The Fahey sequence of a given order n is an ascending, ordered list of all subunary fractions, with denominators up to the value of the order, inclusive of unity and reduced to their lowest terms. That’s admittedly a mouthful, but what it means is that, for say the order 3 we get the fractions 0/3, 1/3, 2/3 and 3/3, and in addition the fractions 0/2, 1/2, 2/2 from order 2 and 0/1 and 1/1 from order 1. Of course many of these fractions are equivalent and in those cases we pick the smallest terms to make the final list (0/1, 1/3, 1/2, 2/3, 1/1).

Years ago I came to the conclusion to never play with people’s names: no matter how clever you think you are the person you’re talking about has undoubtably heard whatever novel witticism you could possibly come up with. And its a cheap shot that generally make you look foolish and hence pretty much never worth the effort. That said Farey’s long dead and I can’t help looking at these lists of etherial fractions sprouting up and not think about Fairy Rings of mushrooms suddenly appearing after the night, connected subterraneously by tendrils of mycelium invisible and mysterious to those surveying from the surface.

Josimda, CC BY-SA 3.0 https://creativecommons.org/licenses/by-sa/3.0, via Wikimedia Commons

Like the rings, the rules of construction for the Farey sequences do not themselves overtly reveal the hidden subterranean structure.

One interesting property of these sequences is that for any triplet of successive terms selected, the central term will be the mediant of the two outer. Which is to say we can obtain the ratio of the intermediate value by summing the two numerators and two denominators of the outside terms: for the two terms in example 2 above, 2/7 and 2/5, the intermediate numerator will be 2+2 and denominator 7+5, yielding 4/12, which can then be reduced to 1/3. This can be seen to be the case by examination of the example.

Two algorithms suggest themselves to produce the Fahey sequence for a given order: we can either construct all the fractions exhaustively, reduce them to their lowest terms, remove duplicates and sort them; or alternately we can expand our list systematically, bisecting sets of adjacent fractions from the previous order to construct the mediant, reducing them as possible along the way, until we complete the next level. Repeat as necessary.

The first technique is fairly straightforward to implement, and works well, and more so we can use the results to further explore the sequences. To avoid unnecessary suspense: it’s pretty wild.
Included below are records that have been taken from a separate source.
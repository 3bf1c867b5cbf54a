//! Initial-delay computation — places the next fire inside the contact's
//! daily delivery window, a full cadence period out if today's window start
//! has already passed, plus a random sub-hour jitter.

use chrono::{DateTime, Duration as TimeDelta, TimeZone, Timelike};
use rand::Rng;
use std::time::Duration;

use rekindle_core::ScheduleSpec;

/// Jitter spread: a uniform 0..=59 whole minutes added to the window start.
const JITTER_SPREAD_MINUTES: u32 = 60;

/// Duration from `now` until the next delivery attempt should fire.
///
/// Both the clock and the jitter source are injected, so the computation is
/// pure and deterministic under a seeded rng. Assumes `spec` has already been
/// validated.
///
/// Jitter may push the fire time past `window_end_hour` — the window end
/// sizes the jitter conceptually but is never enforced here. Likewise a fire
/// can land past a full cadence period when the jitter overshoots; both are
/// tolerated by design.
pub fn initial_delay<Tz: TimeZone>(
    spec: &ScheduleSpec,
    now: &DateTime<Tz>,
    rng: &mut impl Rng,
) -> Duration {
    // Today's window start: same calendar day, window_start_hour:00:00.000,
    // in `now`'s timezone. The fallback only triggers inside a DST gap, in
    // which case we fire as soon as possible.
    let mut fire_at = now
        .clone()
        .with_hour(spec.window_start_hour)
        .and_then(|t| t.with_minute(0))
        .and_then(|t| t.with_second(0))
        .and_then(|t| t.with_nanosecond(0))
        .unwrap_or_else(|| now.clone());

    // Once today's window start has been reached the contact counts as
    // handled for this cycle: the next occurrence is a full cadence period
    // out — never later today, and never "tomorrow" unless cadence is 1.
    if *now >= fire_at {
        fire_at = fire_at + TimeDelta::days(i64::from(spec.cadence_days));
    }

    let jitter = rng.gen_range(0..JITTER_SPREAD_MINUTES);
    fire_at = fire_at + TimeDelta::minutes(i64::from(jitter));

    (fire_at - now.clone()).to_std().unwrap_or_default()
}

#[cfg(test)]
mod tests {
    use super::*;
    use chrono::Utc;
    use rand::SeedableRng;
    use rand::rngs::StdRng;
    use rekindle_core::{Language, MessageIntent};

    const HOUR: u64 = 3_600;
    const DAY: u64 = 86_400;
    const MAX_JITTER: u64 = 59 * 60;

    fn spec(cadence_days: u32) -> ScheduleSpec {
        ScheduleSpec::new(
            "15551234567",
            None,
            Language::English,
            cadence_days,
            8,
            9,
            MessageIntent::Morning,
        )
        .unwrap()
    }

    fn rng() -> StdRng {
        StdRng::seed_from_u64(42)
    }

    #[test]
    fn before_window_fires_same_day() {
        // 07:00, window 8-9 → fire today between 08:00 and 08:59.
        let now = Utc.with_ymd_and_hms(2026, 3, 10, 7, 0, 0).unwrap();
        let d = initial_delay(&spec(1), &now, &mut rng());
        assert!(d >= Duration::from_secs(HOUR));
        assert!(d <= Duration::from_secs(HOUR + MAX_JITTER));
    }

    #[test]
    fn past_window_start_waits_full_cadence() {
        // 08:30, cadence 1 → today's window already counts as handled;
        // next fire tomorrow 08:00-08:59, delay ≈ 23h30m + jitter.
        let now = Utc.with_ymd_and_hms(2026, 3, 10, 8, 30, 0).unwrap();
        let d = initial_delay(&spec(1), &now, &mut rng());
        assert!(d >= Duration::from_secs(DAY - HOUR / 2));
        assert!(d <= Duration::from_secs(DAY - HOUR / 2 + MAX_JITTER));
    }

    #[test]
    fn exactly_at_window_start_counts_as_passed() {
        let now = Utc.with_ymd_and_hms(2026, 3, 10, 8, 0, 0).unwrap();
        let d = initial_delay(&spec(1), &now, &mut rng());
        assert!(d >= Duration::from_secs(DAY));
        assert!(d <= Duration::from_secs(DAY + MAX_JITTER));
    }

    #[test]
    fn longer_cadence_never_means_tomorrow() {
        // 09:00, cadence 7 → one week after today's window start, not tomorrow.
        let now = Utc.with_ymd_and_hms(2026, 3, 10, 9, 0, 0).unwrap();
        let d = initial_delay(&spec(7), &now, &mut rng());
        assert!(d >= Duration::from_secs(7 * DAY - HOUR));
        assert!(d <= Duration::from_secs(7 * DAY - HOUR + MAX_JITTER));
    }

    #[test]
    fn late_night_before_midnight_window() {
        // Window at midnight, now 23:59 → midnight already passed today, so
        // the next occurrence is tomorrow at 00:00 + jitter.
        let s = ScheduleSpec::new(
            "15551234567",
            None,
            Language::English,
            1,
            0,
            1,
            MessageIntent::Night,
        )
        .unwrap();
        let now = Utc.with_ymd_and_hms(2026, 3, 10, 23, 59, 0).unwrap();
        let d = initial_delay(&s, &now, &mut rng());
        assert!(d >= Duration::from_secs(60));
        assert!(d <= Duration::from_secs(60 + MAX_JITTER));
    }

    #[test]
    fn never_negative() {
        let s = spec(1);
        for hour in 0..24 {
            let now = Utc.with_ymd_and_hms(2026, 3, 10, hour, 17, 3).unwrap();
            let _ = initial_delay(&s, &now, &mut rng());
            // to_std() on a negative delta would have clamped to zero; the
            // real assertion is that nothing panics and results stay sane.
            assert!(initial_delay(&s, &now, &mut rng()) <= Duration::from_secs(2 * DAY));
        }
    }

    #[test]
    fn seeded_rng_is_deterministic() {
        let now = Utc.with_ymd_and_hms(2026, 3, 10, 7, 0, 0).unwrap();
        let a = initial_delay(&spec(1), &now, &mut StdRng::seed_from_u64(7));
        let b = initial_delay(&spec(1), &now, &mut StdRng::seed_from_u64(7));
        assert_eq!(a, b);
    }

    #[test]
    fn jitter_stays_sub_hour() {
        // Across many draws the fire minute must stay within 0..=59 past the
        // window start.
        let now = Utc.with_ymd_and_hms(2026, 3, 10, 7, 0, 0).unwrap();
        let mut r = rng();
        for _ in 0..64 {
            let d = initial_delay(&spec(1), &now, &mut r);
            let past_start = d.as_secs() - HOUR;
            assert!(past_start < 3_600);
            assert_eq!(past_start % 60, 0);
        }
    }
}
Even though the addition of each new order n provides n+1 new fractions to the pool, one for every possible numerator, through reduction and cancellation only a smaller subset of these new fractions end up being added to the sequence. After the first (filthy) degenerate cases for 0 and 1, these additions always come in pairs and proceed in their own arcane fashion, as new prime numerators come into play.
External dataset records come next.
//! # Rekindle Core
//!
//! Shared foundation for the Rekindle recurring-message scheduler:
//! the validated [`ScheduleSpec`] data model, the fire-time [`JobPayload`]
//! codec, the capability traits the scheduling core consumes
//! ([`JobRunner`], [`FireHandler`], [`DispatchSink`]), the error taxonomy,
//! and TOML configuration.

pub mod config;
pub mod error;
pub mod payload;
pub mod traits;
pub mod types;

pub use config::RekindleConfig;
pub use error::{RekindleError, Result};
pub use payload::JobPayload;
pub use traits::{DispatchSink, FireHandler, JobRunner, ReplacePolicy};
pub use types::{Language, MessageIntent, ScheduleSpec};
And 1 over the new denominator; can’t forget that. And for each new prime we get a complementary negative numerator, subtracted from and mirrored downward from the denominator maximum. This is why we always get pairs. So for order 7 we get 3/7 and 5/7, the primes less than 7, but also 2/7 and 4/7, and although 1 is not prime per se, 1/7 and 6/7 — for a total of 6. Then again if the prime numerator is a factor of the denominator the fraction can be reduced and is going to already be present. The whole thing is, to use a technical term, a mess.

Actually I believe the real technical term that applies here is “hairy” — referring to all of the numerous edge cases that need to be confusingly handled.

The outside fractions are easy to place in the sequence, just above 0/1 and below 1/1, but internally the pattern is considerably less obvious. There does not seem to be a simple algorithm that doesn’t involve recomputing a lot of fractions into one or several common denominators. The most mathematically sounds answer seems to be that the factorial of the order would work in all cases, having all of the component orders as factors. This might be construed as the best method, that is, until the factorial becomes huge, which it will.quickly. Less precisely but more manageably we could compute decimal intermediates and insert the new elements using those values. Any floating-point errors wouldn’t meaningfully manifest themselves until we got to the highest orders. This is how we went about ordering the sequences in the exhaustive approach; even though the values will sometimes be less precise the subsequent ordering will be just fine for quite some time.

Thus we’ve come up with parts for two alternate approaches to go about constructing the sequences. Through one we can discover the new fractions to be added and fit them into the previously computed list — neither step being particularly easy. In the other, we look for the places the new fractions should fall in and compute them from their neighbors. Which, just to be clear, I see no obvious way of accomplishing.

In pursuit of this pattern I graphed out the lists up to order 12, using hexadecimal notation to keep the numerators and denominators to single digits, to explore the gaps. This results in a remarkable picture, rounded at the top before settling into a steady 1:1 slope on the outside as we always add a pair of fractions there. It’s quite pretty, fascinating really, albeit less-than-forthright in any deeper explanation:

Farey sequences to order-12
PERL 5 SOLUTION

For Perl I decided to implement a Rational data-type class in Moo, that when initialized with any numerator and denominator automatically creates an internal reduced form, along with a floating-point value and a stringifying method to create hash keys.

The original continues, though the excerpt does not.